Nesse livro a autora dá margem a voz de outros personagens que se tornam também narradores. As duas personagens centrais, Sula e Nel, apresentam personalidades totalmente opostas, e desempenham papeis bem diferentes ao longo do enredo marcando o que seria certo conflito entre o conservador e a revolução. Quem é Sula? Uma menina que divide um segredo com a amiga de infância Nel, uma garota que assistiu a mãe se queimar, que colocou a avó em um abrigo, que ficou 10 anos fora de sua cidade natal, cursou faculdade, não se casou, não teve filhos, retornou para sua terra, tirou o marido de outras mulheres inclusive de sua melhor amiga Nel e não ficou com nenhum deles por não conseguir se prender a nenhum vínculo e querer provar que se pode viver do seu modo, ao contrário do jeito imposto por sua comunidade. Do outro lado temos Nel, que é totalmente o contrário de Sula, tem muito medo do abandono e da solidão. "Eu sou eu. Não sou filha deles. Não sou a Nel. Eu sou eu. Eu", página 49.
A comunidade do Fundão estava sempre atenta, incomodada e reprimia cada atitude de Sula por ela ter escolhido ser diferente. Após a morte de Sula, Nel percebeu o quanto sua vida estava atrelada à amiga e o quanto ela fazia falta. Em um certo momento, Nel se dá conta disso e não se sabe ao certo se tratava de algo real ou fantasia, como descreve um trecho da última página. "De repente Nel parou. O olho se contraiu e ardeu um pouco. Sula?, ela sussurrou, olhando para a copa das árvores. Sula? (...) 'A gente foi garota juntas', ela disse como se explicasse algo. 'Meu Deus, Sula', ela lamentou (...) Foi um pranto bom - alto e longo - mas não tinha fundo e não tinha cume, apenas círculos e mais círculos de sofrimento", página 189.
Quanto ao projeto gráfico, o livro traz uma capa que revela muito do que a narrativa posteriormente vem a confirmar. A ilustração de duas mulheres negras, uma com lenço na cabeça que logo se supõe ser Nel e a outra com flores no cabelo fazendo alusão à marca que Sula tem no rosto. E como arremate a imagem dos pombos fazendo alusão ao episódio do retorno de Sula a sua terra natal, marcando a transição da primeira para a segunda parte do livro. "Embora as pessoas em geral se lembrassem de uma época em que o céu ficava preto por duas horas, com nuvens e mais nuvens de pombos, e embora estivessem acostumadas aos excessos da natureza", página 109.
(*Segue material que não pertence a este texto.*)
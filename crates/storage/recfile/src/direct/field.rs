use crate::codec;
use crate::errors::Result;
use crate::metadata::MetaData;
use crate::value::Value;

/// Positions fixed-column values within a slot's value region.
#[derive(Debug)]
pub(crate) struct FixedFields<'a> {
    meta: &'a MetaData,
    /// Offset of the value region within the page (slot start plus the
    /// null bitmap and optional variable id).
    base: usize,
}

impl<'a> FixedFields<'a> {
    pub fn new(meta: &'a MetaData, base: usize) -> Self {
        Self { meta, base }
    }

    pub fn read(&self, bytes: &[u8], field_id: usize) -> Result<Value> {
        let offset = self.base + self.meta.fixed_field_offset(field_id);
        codec::read_fixed(self.meta.column(field_id), bytes, offset)
    }

    pub fn write(&self, bytes: &mut [u8], field_id: usize, value: &Value) -> Result<()> {
        let offset = self.base + self.meta.fixed_field_offset(field_id);
        codec::write_fixed(self.meta.column(field_id), value, bytes, offset)
    }
}
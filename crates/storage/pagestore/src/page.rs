use crate::PageId;
use crate::frame::Frame;
use std::ops::{Deref, DerefMut};
use std::sync::atomic::Ordering;
use std::sync::{Arc, RwLockReadGuard, RwLockWriteGuard};

/// Handle to a fixed page. Holding it pins the frame; dropping it releases
/// the pin. Byte access goes through [`Page::read`] / [`Page::write`],
/// which hand out latch-guarded views.
#[derive(Debug)]
pub struct Page {
    pub(crate) frame: Arc<Frame>,
}

impl Page {
    pub(crate) fn new(frame: Arc<Frame>) -> Self {
        frame.pins.fetch_add(1, Ordering::Relaxed);
        Self { frame }
    }

    pub fn id(&self) -> PageId {
        self.frame.page_id
    }

    /// Immutable view of the page bytes.
    pub fn read(&self) -> PageRead<'_> {
        PageRead {
            guard: self.frame.data.read().expect("page latch poisoned"),
        }
    }

    /// Mutable view of the page bytes.
    pub fn write(&self) -> PageWrite<'_> {
        PageWrite {
            guard: self.frame.data.write().expect("page latch poisoned"),
        }
    }

    /// Schedules the page for the next successful detach without releasing
    /// the handle. Equivalent to an eventual `UnfixMode::Dirty` unfix.
    pub fn mark_dirty(&self) {
        self.frame.dirty.store(true, Ordering::Relaxed);
    }
}

impl Drop for Page {
    fn drop(&mut self) {
        self.frame.pins.fetch_sub(1, Ordering::Relaxed);
    }
}

/// Read view of a fixed page.
#[derive(Debug)]
pub struct PageRead<'a> {
    guard: RwLockReadGuard<'a, Box<[u8]>>,
}

impl Deref for PageRead<'_> {
    type Target = [u8];
    fn deref(&self) -> &Self::Target {
        &self.guard
    }
}

/// Write view of a fixed page.
#[derive(Debug)]
pub struct PageWrite<'a> {
    guard: RwLockWriteGuard<'a, Box<[u8]>>,
}

impl Deref for PageWrite<'_> {
    type Target = [u8];
    fn deref(&self) -> &Self::Target {
        &self.guard
    }
}

impl DerefMut for PageWrite<'_> {
    fn deref_mut(&mut self) -> &mut Self::Target {
        &mut self.guard
    }
}
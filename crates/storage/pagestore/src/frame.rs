use crate::PageId;
use std::sync::atomic::{AtomicBool, AtomicU32};
use std::sync::{Mutex, RwLock};

/// An in-memory copy of one page, kept attached between fix and detach.
///
/// The byte buffer is behind a `RwLock` so read and write views are handed
/// out as latch guards. `snapshot` holds the pre-modification bytes of a
/// discardable write fix; `recover_page_all` restores it.
#[derive(Debug)]
pub(crate) struct Frame {
    pub(crate) page_id: PageId,
    pub(crate) data: RwLock<Box<[u8]>>,
    pub(crate) pins: AtomicU32,
    pub(crate) dirty: AtomicBool,
    pub(crate) snapshot: Mutex<Option<Box<[u8]>>>,
}

impl Frame {
    pub(crate) fn new(page_id: PageId, data: Box<[u8]>) -> Self {
        Self {
            page_id,
            data: RwLock::new(data),
            pins: AtomicU32::new(0),
            dirty: AtomicBool::new(false),
            snapshot: Mutex::new(None),
        }
    }
}
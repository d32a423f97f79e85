//! Area-managed pages: each page carries a directory so callers can carve
//! variable-length areas out of it and address them by a stable [`AreaId`].
//!
//! # Page layout
//!
//! ```text
//! +--------------------+--------------------+------+---------------------+
//! | Directory header   | Area data          | Free | Entry array         |
//! | (16 B, see below)  | (grows upward)     |      | (grows downward)    |
//! +--------------------+--------------------+------+---------------------+
//! ```
//!
//! Directory header, little-endian u32 fields:
//!
//! | Field        | Offset | Meaning                                       |
//! |--------------|--------|-----------------------------------------------|
//! | `area_count` | 0      | Number of live areas on the page.             |
//! | `free_start` | 4      | First byte of the free region.                |
//! | `free_end`   | 8      | One past the free region / start of entries.  |
//! | `free_space` | 12     | Total reclaimable bytes (may be fragmented).  |
//!
//! Entry `i` occupies the 8 bytes ending `8 * i` before the page end:
//! `(offset: u32, len: u32)`. A freed entry is zeroed and its slot is
//! reused by a later allocation, so area ids stay stable across
//! compaction.

use crate::errors::{PageStoreError, Result};
use crate::fix::FixMode;
use crate::page::Page;
use crate::paged_file::PagedFile;
use crate::{AreaId, PageId};
use binary_helpers::bin_error::BinaryError;
use binary_helpers::conversions::UsizeNarrowing;
use binary_helpers::le::{read_le, write_le};
use std::ops::Range;
use std::path::Path;

/// Size of the directory header at the front of each page.
pub const DIR_HEADER_SIZE: usize = 16;

/// Size of one entry in the entry array at the end of each page.
pub const DIR_ENTRY_SIZE: usize = 8;

const AREA_COUNT: usize = 0;
const FREE_START: usize = 4;
const FREE_END: usize = 8;
const FREE_SPACE: usize = 12;

/// A paged file whose pages are carved into variable-length areas.
#[derive(Debug)]
pub struct AreaFile {
    paged: PagedFile,
}

impl AreaFile {
    pub fn create(path: impl AsRef<Path>, page_size: usize) -> Result<Self> {
        Ok(Self {
            paged: PagedFile::create(path, page_size)?,
        })
    }

    pub fn open(path: impl AsRef<Path>, page_size: usize) -> Result<Self> {
        Ok(Self {
            paged: PagedFile::open(path, page_size)?,
        })
    }

    /// The underlying page store; fixes/unfixes and the detach/recover
    /// epilogues go through it unchanged.
    pub fn paged(&self) -> &PagedFile {
        &self.paged
    }

    pub fn page_size(&self) -> usize {
        self.paged.page_size()
    }

    /// Appends a fresh page with an empty area directory.
    pub fn allocate_page(&self, mode: FixMode) -> Result<Page> {
        let page = self.paged.allocate_page(mode)?;
        {
            let mut data = page.write();
            let header = DirHeader {
                area_count: 0,
                free_start: DIR_HEADER_SIZE,
                free_end: self.page_size(),
                free_space: self.page_size() - DIR_HEADER_SIZE,
            };
            header.store(&mut data, page.id())?;
        }
        Ok(page)
    }

    /// Largest area a fresh page can hold.
    pub fn area_capacity(&self) -> usize {
        self.page_size() - DIR_HEADER_SIZE - DIR_ENTRY_SIZE
    }

    /// Carves a new area of `size` bytes out of `page`, compacting the page
    /// first when its free space is fragmented.
    pub fn allocate_area(&self, page: &Page, size: usize) -> Result<AreaId> {
        debug_assert!(size > 0);
        let page_id = page.id();
        let mut data = page.write();
        let mut header = DirHeader::load(&data, page_id)?;

        // Prefer reusing a freed entry slot so the entry array does not
        // grow past reclaimable space.
        let slots = header.entry_slots(data.len());
        let mut reuse = None;
        for index in 0..slots {
            let entry = DirEntry::load(&data, index, page_id)?;
            if entry.is_free() {
                reuse = Some(index);
                break;
            }
        }
        let entry_cost = if reuse.is_some() { 0 } else { DIR_ENTRY_SIZE };

        let needed = size + entry_cost;
        if header.contiguous() < needed {
            if header.free_space < needed {
                return Err(PageStoreError::AreaTooLarge {
                    page_id,
                    requested: size,
                    available: header.free_space.saturating_sub(entry_cost),
                });
            }
            compact(&mut data, &mut header, page_id)?;
            if header.contiguous() < needed {
                return Err(PageStoreError::AreaTooLarge {
                    page_id,
                    requested: size,
                    available: header.contiguous().saturating_sub(entry_cost),
                });
            }
        }

        let index = match reuse {
            Some(index) => index,
            None => {
                let index = slots;
                header.free_end -= DIR_ENTRY_SIZE;
                index
            }
        };
        DirEntry {
            offset: header.free_start,
            len: size,
        }
        .store(&mut data, index, page_id)?;
        header.free_start += size;
        header.free_space -= needed;
        header.area_count += 1;
        header.store(&mut data, page_id)?;
        Ok(index as AreaId)
    }

    /// Releases an area. Its bytes become reclaimable; the entry slot is
    /// kept for reuse so other area ids stay valid.
    pub fn free_area(&self, page: &Page, area_id: AreaId) -> Result<()> {
        let page_id = page.id();
        let mut data = page.write();
        let mut header = DirHeader::load(&data, page_id)?;
        let entry = self.live_entry(&data, &header, page_id, area_id)?;
        if entry.offset + entry.len == header.free_start {
            header.free_start = entry.offset;
        }
        header.free_space += entry.len;
        header.area_count -= 1;
        DirEntry { offset: 0, len: 0 }.store(&mut data, area_id as usize, page_id)?;
        header.store(&mut data, page_id)?;
        Ok(())
    }

    /// Size in bytes of a live area.
    pub fn area_size(&self, page: &Page, area_id: AreaId) -> Result<usize> {
        let data = page.read();
        let header = DirHeader::load(&data, page.id())?;
        Ok(self.live_entry(&data, &header, page.id(), area_id)?.len)
    }

    /// Byte range of a live area within the page.
    pub fn area_range(&self, page: &Page, area_id: AreaId) -> Result<Range<usize>> {
        let data = page.read();
        let header = DirHeader::load(&data, page.id())?;
        let entry = self.live_entry(&data, &header, page.id(), area_id)?;
        Ok(entry.offset..entry.offset + entry.len)
    }

    /// Largest area the page can currently hold without growing.
    pub fn free_contiguous(&self, page: &Page) -> Result<usize> {
        let data = page.read();
        let header = DirHeader::load(&data, page.id())?;
        Ok(header.contiguous())
    }

    /// Total reclaimable bytes on the page (compaction may be required).
    pub fn free_total(&self, page: &Page) -> Result<usize> {
        let data = page.read();
        let header = DirHeader::load(&data, page.id())?;
        Ok(header.free_space)
    }

    /// Number of live areas on the page.
    pub fn area_count(&self, page: &Page) -> Result<usize> {
        let data = page.read();
        Ok(DirHeader::load(&data, page.id())?.area_count)
    }

    /// Live area ids on the page, ascending.
    pub fn live_areas(&self, page: &Page) -> Result<Vec<AreaId>> {
        let data = page.read();
        let header = DirHeader::load(&data, page.id())?;
        let mut live = Vec::with_capacity(header.area_count);
        for index in 0..header.entry_slots(data.len()) {
            if !DirEntry::load(&data, index, page.id())?.is_free() {
                live.push(index as AreaId);
            }
        }
        Ok(live)
    }

    fn live_entry(
        &self,
        data: &[u8],
        header: &DirHeader,
        page_id: PageId,
        area_id: AreaId,
    ) -> Result<DirEntry> {
        let index = area_id as usize;
        if index >= header.entry_slots(data.len()) {
            return Err(PageStoreError::UnknownArea { page_id, area_id });
        }
        let entry = DirEntry::load(data, index, page_id)?;
        if entry.is_free() {
            return Err(PageStoreError::UnknownArea { page_id, area_id });
        }
        Ok(entry)
    }
}

#[derive(Debug, Clone, Copy)]
struct DirHeader {
    area_count: usize,
    free_start: usize,
    free_end: usize,
    free_space: usize,
}

impl DirHeader {
    fn load(data: &[u8], page_id: PageId) -> Result<Self> {
        let read = |offset| -> Result<usize> {
            Ok(read_le::<u32>(data, offset).map_err(|source| corrupt(page_id, source))? as usize)
        };
        Ok(Self {
            area_count: read(AREA_COUNT)?,
            free_start: read(FREE_START)?,
            free_end: read(FREE_END)?,
            free_space: read(FREE_SPACE)?,
        })
    }

    fn store(&self, data: &mut [u8], page_id: PageId) -> Result<()> {
        let mut write = |offset, value: usize| -> Result<()> {
            write_le::<u32>(
                data,
                offset,
                value.to_u32().map_err(|source| corrupt(page_id, source))?,
            )
            .map_err(|source| corrupt(page_id, source))
        };
        write(AREA_COUNT, self.area_count)?;
        write(FREE_START, self.free_start)?;
        write(FREE_END, self.free_end)?;
        write(FREE_SPACE, self.free_space)
    }

    fn contiguous(&self) -> usize {
        self.free_end.saturating_sub(self.free_start)
    }

    fn entry_slots(&self, page_size: usize) -> usize {
        (page_size - self.free_end) / DIR_ENTRY_SIZE
    }
}

#[derive(Debug, Clone, Copy)]
struct DirEntry {
    offset: usize,
    len: usize,
}

impl DirEntry {
    fn position(data_len: usize, index: usize) -> usize {
        data_len - DIR_ENTRY_SIZE * (index + 1)
    }

    fn load(data: &[u8], index: usize, page_id: PageId) -> Result<Self> {
        let at = Self::position(data.len(), index);
        Ok(Self {
            offset: read_le::<u32>(data, at).map_err(|source| corrupt(page_id, source))? as usize,
            len: read_le::<u32>(data, at + 4).map_err(|source| corrupt(page_id, source))? as usize,
        })
    }

    fn store(&self, data: &mut [u8], index: usize, page_id: PageId) -> Result<()> {
        let at = Self::position(data.len(), index);
        write_le::<u32>(
            data,
            at,
            self.offset.to_u32().map_err(|source| corrupt(page_id, source))?,
        )
        .map_err(|source| corrupt(page_id, source))?;
        write_le::<u32>(
            data,
            at + 4,
            self.len.to_u32().map_err(|source| corrupt(page_id, source))?,
        )
        .map_err(|source| corrupt(page_id, source))
    }

    fn is_free(&self) -> bool {
        self.len == 0
    }
}

fn corrupt(page_id: PageId, source: BinaryError) -> PageStoreError {
    PageStoreError::CorruptDirectory { page_id, source }
}

/// Slides every live area toward the header so the free region becomes one
/// contiguous run. Entry indexes (area ids) are unchanged.
fn compact(data: &mut [u8], header: &mut DirHeader, page_id: PageId) -> Result<()> {
    let mut live: Vec<(usize, DirEntry)> = Vec::with_capacity(header.area_count);
    for index in 0..header.entry_slots(data.len()) {
        let entry = DirEntry::load(data, index, page_id)?;
        if !entry.is_free() {
            live.push((index, entry));
        }
    }
    live.sort_by_key(|(_, entry)| entry.offset);

    let mut dest = DIR_HEADER_SIZE;
    for (index, entry) in live {
        if entry.offset != dest {
            data.copy_within(entry.offset..entry.offset + entry.len, dest);
            DirEntry {
                offset: dest,
                len: entry.len,
            }
            .store(data, index, page_id)?;
        }
        dest += entry.len;
    }
    header.free_start = dest;
    tracing::trace!(page_id, free_start = dest, "compacted area page");
    Ok(())
}

#[cfg(test)]
mod tests {
    use super::*;
    use crate::fix::UnfixMode;

    const PAGE: usize = 256;

    fn temp_area_file() -> (tempfile::TempDir, AreaFile) {
        let dir = tempfile::tempdir().unwrap();
        let file = AreaFile::create(dir.path().join("areas.dat"), PAGE).unwrap();
        (dir, file)
    }

    #[test]
    fn fresh_page_has_full_capacity() {
        let (_dir, file) = temp_area_file();
        let page = file
            .allocate_page(FixMode::Write { discardable: false })
            .unwrap();
        assert_eq!(file.free_contiguous(&page).unwrap(), PAGE - DIR_HEADER_SIZE);
        assert_eq!(file.area_capacity(), PAGE - DIR_HEADER_SIZE - DIR_ENTRY_SIZE);
        assert_eq!(file.area_count(&page).unwrap(), 0);
        file.paged().unfix_page(page, UnfixMode::Dirty);
    }

    #[test]
    fn allocates_adjacent_areas() {
        let (_dir, file) = temp_area_file();
        let page = file
            .allocate_page(FixMode::Write { discardable: false })
            .unwrap();
        let a = file.allocate_area(&page, 40).unwrap();
        let b = file.allocate_area(&page, 24).unwrap();
        assert_eq!(file.area_range(&page, a).unwrap(), 16..56);
        assert_eq!(file.area_range(&page, b).unwrap(), 56..80);
        assert_eq!(file.area_size(&page, a).unwrap(), 40);
        assert_eq!(file.area_count(&page).unwrap(), 2);
        file.paged().unfix_page(page, UnfixMode::Dirty);
    }

    #[test]
    fn free_then_reallocate_reuses_entry_slot() {
        let (_dir, file) = temp_area_file();
        let page = file
            .allocate_page(FixMode::Write { discardable: false })
            .unwrap();
        let a = file.allocate_area(&page, 40).unwrap();
        let _b = file.allocate_area(&page, 24).unwrap();
        file.free_area(&page, a).unwrap();
        assert!(file.area_size(&page, a).is_err());

        let c = file.allocate_area(&page, 16).unwrap();
        // Entry slot of the freed area comes back for the new one.
        assert_eq!(c, a);
        file.paged().unfix_page(page, UnfixMode::Dirty);
    }

    #[test]
    fn compaction_reclaims_a_hole_between_areas() {
        let (_dir, file) = temp_area_file();
        let page = file
            .allocate_page(FixMode::Write { discardable: false })
            .unwrap();
        // Three areas fill most of the page; freeing the middle one leaves
        // a hole only compaction can merge.
        let a = file.allocate_area(&page, 60).unwrap();
        let b = file.allocate_area(&page, 60).unwrap();
        let c = file.allocate_area(&page, 40).unwrap();
        page.write()[file.area_range(&page, c).unwrap()].fill(7);
        file.free_area(&page, b).unwrap();

        let big = file.allocate_area(&page, 100).unwrap();
        assert_ne!(big, a);
        assert_ne!(big, c);
        // Area `c` moved but its id and contents survived.
        let range = file.area_range(&page, c).unwrap();
        assert!(page.read()[range].iter().all(|&byte| byte == 7));
        file.paged().unfix_page(page, UnfixMode::Dirty);
    }

    #[test]
    fn oversized_allocation_is_rejected() {
        let (_dir, file) = temp_area_file();
        let page = file
            .allocate_page(FixMode::Write { discardable: false })
            .unwrap();
        assert!(matches!(
            file.allocate_area(&page, PAGE),
            Err(PageStoreError::AreaTooLarge { .. })
        ));
        file.paged().unfix_page(page, UnfixMode::NotDirty);
    }
}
Já tinha interesse em ler Toni Morrison e para surpresa do Analítica a Tag Curadoria proporcionou esse primeiro contato. Essa leitura me instigou para conhecer posteriormente outras obras da autora e entender melhor seu estilo, sendo que na linha de frente da lista já se encontra O olho mais azul (1970) e Amada (1987). "A amizade delas foi tão intensa como repentina. Encontraram consolo na personalidade uma da outra", página 72.